Enter ML Uncertainty: a Python bundle designed to handle this downside. Constructed on prime of widespread Python libraries akin to SciPy and scikit-learn, ML Uncertainty offers a really intuitive interface to estimate uncertainties in ML predictions and, the place potential, mannequin parameters. Requiring solely about 4 strains of code to carry out these estimations, the bundle leverages highly effective and theoretically rigorous mathematical strategies within the background. It exploits the underlying statistical properties of the ML mannequin in query, making the bundle computationally cheap. Furthermore, this strategy extends its applicability to real-world use circumstances the place usually, solely small quantities of knowledge can be found.

Motivation

I’ve been an avid Python consumer for the final 10 years. I really like the massive variety of highly effective libraries which were created and maintained, and the neighborhood, which may be very lively. The concept for ML Uncertainty got here to me after I was engaged on a hybrid ML downside. I had constructed an ML mannequin to foretell stress-strain curves of some polymers. Stress-strain curves–an vital property of polymers–obey sure physics-based guidelines; as an example, they’ve a linear area at low pressure values, and the tensile modulus decreases with temperature.

I discovered from literature some non-linear fashions to explain the curves and these behaviors, thereby lowering the stress-strain curves to a set of parameters, every with some bodily which means. Then, I skilled an ML mannequin to foretell these parameters from some simply measurable polymer attributes. Notably, I solely had just a few hundred information factors, as is kind of frequent in scientific purposes.

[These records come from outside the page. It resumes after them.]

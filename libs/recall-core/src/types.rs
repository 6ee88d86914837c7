//! Core types for the flashcard application.
//!
//! JSON field names are camelCase so card data round-trips with the
//! export format of earlier application versions.

use chrono::{DateTime, Utc};
use serde::{Deserialize, Serialize};

use crate::error::CoreError;

/// Self-assessed recall quality for one review, 0 (blackout) to 5 (perfect).
#[derive(Debug, Clone, Copy, PartialEq, Eq, PartialOrd, Ord, Serialize, Deserialize)]
#[serde(try_from = "u8", into = "u8")]
pub enum Rating {
    Blackout,
    Wrong,
    Hard,
    Good,
    Easy,
    Perfect,
}

impl Rating {
    /// Numeric value (0-5).
    pub fn value(self) -> u8 {
        match self {
            Self::Blackout => 0,
            Self::Wrong => 1,
            Self::Hard => 2,
            Self::Good => 3,
            Self::Easy => 4,
            Self::Perfect => 5,
        }
    }

    /// A rating of 3 or better counts as a successful recall.
    pub fn is_pass(self) -> bool {
        self.value() >= 3
    }
}

impl TryFrom<u8> for Rating {
    type Error = CoreError;

    fn try_from(value: u8) -> Result<Self, Self::Error> {
        match value {
            0 => Ok(Self::Blackout),
            1 => Ok(Self::Wrong),
            2 => Ok(Self::Hard),
            3 => Ok(Self::Good),
            4 => Ok(Self::Easy),
            5 => Ok(Self::Perfect),
            other => Err(CoreError::InvalidRating(other)),
        }
    }
}

impl From<Rating> for u8 {
    fn from(rating: Rating) -> u8 {
        rating.value()
    }
}

/// Answer content kind.
#[derive(Debug, Clone, Copy, PartialEq, Eq, Serialize, Deserialize)]
#[serde(rename_all = "lowercase")]
pub enum AnswerKind {
    Text,
    Markdown,
    Audio,
    Image,
    Mixed,
}

impl Default for AnswerKind {
    fn default() -> Self {
        Self::Text
    }
}

/// File attached to an answer (image, recording, markdown file).
#[derive(Debug, Clone, PartialEq, Serialize, Deserialize)]
#[serde(rename_all = "camelCase")]
pub struct Attachment {
    pub name: String,
    /// MIME type.
    #[serde(rename = "type")]
    pub mime_type: String,
    /// Base64-encoded payload.
    pub data: String,
    /// Size in bytes.
    pub size: u64,
}

/// Answer side of a card.
#[derive(Debug, Clone, PartialEq, Serialize, Deserialize)]
#[serde(rename_all = "camelCase")]
pub struct Answer {
    #[serde(rename = "type")]
    pub kind: AnswerKind,
    pub content: String,
    #[serde(skip_serializing_if = "Option::is_none")]
    pub attachments: Option<Vec<Attachment>>,
}

impl Answer {
    /// Plain text answer.
    pub fn text(content: impl Into<String>) -> Self {
        Self {
            kind: AnswerKind::Text,
            content: content.into(),
            attachments: None,
        }
    }
}

/// A question/answer card.
#[derive(Debug, Clone, PartialEq, Serialize, Deserialize)]
#[serde(rename_all = "camelCase")]
pub struct Card {
    pub id: String,
    pub question: String,
    pub answer: Answer,
    pub tags: Vec<String>,
    pub created_at: DateTime<Utc>,
    pub updated_at: DateTime<Utc>,
}

/// Per-card review schedule, keyed 1:1 by card id.
///
/// The card id is a plain lookup key, never an embedded reference, so
/// deletion and serialization stay simple.
#[derive(Debug, Clone, PartialEq, Serialize, Deserialize)]
#[serde(rename_all = "camelCase")]
pub struct ReviewSchedule {
    pub card_id: String,
    /// When the card next becomes eligible for review.
    pub due_date: DateTime<Utc>,
    /// Days until the next due date after a good review.
    pub interval: u32,
    /// Consecutive qualifying reviews since the last reset.
    pub repetitions: u32,
    pub ease_factor: f64,
    /// One rating per completed review, oldest first.
    pub performance_history: Vec<Rating>,
    #[serde(skip_serializing_if = "Option::is_none")]
    pub last_reviewed: Option<DateTime<Utc>>,
}

impl ReviewSchedule {
    /// State for a card that has never been reviewed: due immediately.
    pub fn initial(card_id: impl Into<String>, now: DateTime<Utc>) -> Self {
        Self {
            card_id: card_id.into(),
            due_date: now,
            interval: 1,
            repetitions: 0,
            ease_factor: 2.5,
            performance_history: Vec::new(),
            last_reviewed: None,
        }
    }
}

/// Usage record for one normalized tag.
#[derive(Debug, Clone, PartialEq, Serialize, Deserialize)]
#[serde(rename_all = "camelCase")]
pub struct TagUsage {
    /// Tag name, trimmed and lower-cased (the cache key).
    pub tag: String,
    pub count: u32,
    pub last_used: DateTime<Utc>,
}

Having skilled the mannequin, finetuned the hyperparameters, and carried out the outlier evaluation, one of many stakeholders requested me: “That is all good, however what are the error estimates in your predictions?” And I noticed that there wasn’t a chic technique to estimate this with Python. I additionally realized that this wasn’t going to be the final time that this downside was going to come up. And that led me down the trail that culminated on this bundle. 

Having spent a while learning Statistics, I suspected that the maths for this wasn’t inconceivable and even that tough. I started researching and studying up books like Introduction to Statistical Studying and Parts of Statistical Studying1,2 and located some solutions there. ML Uncertainty is my try at implementing a few of these strategies in Python to combine statistics extra tightly into machine studying. I imagine that the way forward for machine studying will depend on our potential to extend the reliability of predictions and the interpretability of fashions, and this can be a small step in the direction of that objective. Having developed this bundle, I’ve ceaselessly used it in my work, and it has benefited me tremendously.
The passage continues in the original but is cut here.